|Ronis, Martin -|
|Badeaux, Jamie -|
|Chen, Ying -|
Submitted to: Experimental Biology and Medicine
Publication Type: Peer Reviewed Journal
Publication Acceptance Date: May 19, 2010
Publication Date: August 23, 2010
Citation: Ronis, M., Badeaux, J.V., Chen, Y., Badger, T.M. 2010. Rice Protein isolate improves lipid and glucose homeostasis in rats fed high fat/high cholesterol diets. Experimental Biology and Medicine. 235(9):1102-1113. Interpretive Summary: As the proportion of overweight children increases in the U.S., there is also increasing evidence of serious health effects secondary to obesity, known as “metabolic” syndrome, in children. This includes fatty liver disease, diabetes, and hypertension. Prevention or reversal of these diseases is a public health priority. Studies of Chinese and Japanese populations eating traditional diets demonstrate reduced risk of diabetes and heart disease compared to Westerners. Many studies have suggested this difference is due to soy protein consumption and the known effects of soy phytochemicals on fat and glucose metabolism and insulin sensitivity. However, there are many other diet differences between Asian and Western populations. One is the high consumption of rice products. The current study examines the health effects of rice protein isolate (RPI) (a rice product in widespread use in the food industry) on development of obesity and subsequent endocrine and metabolic disturbances after consumption of the high fat/high cholesterol “Western” diet. We demonstrated that feeding RPI to young rats increased breakdown of fatty acids and cholesterol in the liver. The fatty acid breakdown appeared to be triggered by some component of RPI being able to activate a liver transcription factor known as PPAR alpha, which regulates fat turnover. In longer term, studies in rats fed a “Western” style high fat/high cholesterol diet; fatty liver, increased serum cholesterol and development of insulin resistance were partly reversed by feeding RPI. These data are potentially important and suggest that substitution of plant proteins from rice and soy for animal proteins in children’s diet may prevent some of the health effects secondary to obesity.

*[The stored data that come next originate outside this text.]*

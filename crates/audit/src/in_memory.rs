use std::sync::RwLock;

use crate::{AuditEvent, AuditSink, SinkError};

/// Buffering sink for tests and development.
///
/// Events are appended in call order under a write lock; `events()` hands
/// back a snapshot so assertions never hold the lock.
#[derive(Debug, Default)]
pub struct InMemoryAuditSink {
    events: RwLock<Vec<AuditEvent>>,
}

impl InMemoryAuditSink {
    pub fn new() -> Self {
        Self::default()
    }

    /// Snapshot of everything recorded so far, in call order.
    pub fn events(&self) -> Vec<AuditEvent> {
        self.events
            .read()
            .map(|events| events.clone())
            .unwrap_or_default()
    }

    pub fn clear(&self) {
        if let Ok(mut events) = self.events.write() {
            events.clear();
        }
    }
}

impl AuditSink for InMemoryAuditSink {
    fn record(&self, event: AuditEvent) -> Result<(), SinkError> {
        let mut events = self
            .events
            .write()
            .map_err(|_| SinkError("lock poisoned".to_string()))?;
        events.push(event);
        Ok(())
    }
}

#[cfg(test)]
mod tests {
    use super::*;
    use crate::AuditAction;
    use quartermaster_core::UserId;
    use uuid::Uuid;

    fn event(action: AuditAction) -> AuditEvent {
        AuditEvent::new(UserId::new(), action, Uuid::now_v7(), serde_json::json!({}))
    }

    #[test]
    fn records_events_in_call_order() {
        let sink = InMemoryAuditSink::new();
        sink.record(event(AuditAction::CreatePurchase)).unwrap();
        sink.record(event(AuditAction::CreateTransfer)).unwrap();
        sink.record(event(AuditAction::ApproveTransfer)).unwrap();

        let actions: Vec<_> = sink.events().iter().map(|e| e.action).collect();
        assert_eq!(
            actions,
            vec![
                AuditAction::CreatePurchase,
                AuditAction::CreateTransfer,
                AuditAction::ApproveTransfer,
            ]
        );
    }

    #[test]
    fn clear_empties_the_buffer() {
        let sink = InMemoryAuditSink::new();
        sink.record(event(AuditAction::ReturnAsset)).unwrap();
        sink.clear();
        assert!(sink.events().is_empty());
    }
}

Technical Abstract: Hundreds of phytochemicals are bound to rice protein isolate (RPI) and many are bioactive. To determine the metabolic effects of feeding RPI in early development, weanling rats were fed AIN-93G diets made with casein or RPI for 14 d. Reduced growth rate and adiposity prior to puberty in RPI-fed rats was associated with suppression of the growth hormone-insulin like growth factor 1 (GH-IGF1) axis. Peroxisome proliferator activated receptor (PPAR alpha) genes and proteins involved in fatty acid degradation were up-regulated by feeding RPI (P < 0.05), accompanied by increased promoter binding and nuclear expression of PPAR alpha and its heterodimerization partner RXR (P < 0.05). The effects on PPAR alpha signaling appeared to be direct and were reversed when RPI diets were switched to casein. Hepatic PPAR gamma signaling was up-regulated (P < 0.05) in RPI-fed rats, but this was less robust. RPI also increased expression of hepatic genes involved in cholesterol metabolism and transport. However RPI had no effect on binding of liver X-receptor (LXR)' to the cytochrome P450 (CYP) 7A1 promoter. In another experiment, male Sprague-Dawley rats were fed casein diets from post natal day 24 (PND24) to PND64 or were fed high fat “Western” diets containing 0.5% cholesterol and made with either casein or RPI. Increased liver triglyceride content, hypercholesterolemia and insulin resistance in the “Western” diet-fed rats were partially prevented by feeding RPI (P < 0.05). mRNA and protein expression of hepatic enzymes involved in fatty acid synthesis were suppressed by feeding “Western diets” containing RPI (P<0.05) despite a lack of effects on nuclear concentrations of sterol regulatory element binding protein (SREBP)-1c. These data suggest that attenuation of metabolic and endocrine effects observed in RPI-fed rats after consumption of “Western diets” was partly because of activation of PPARs.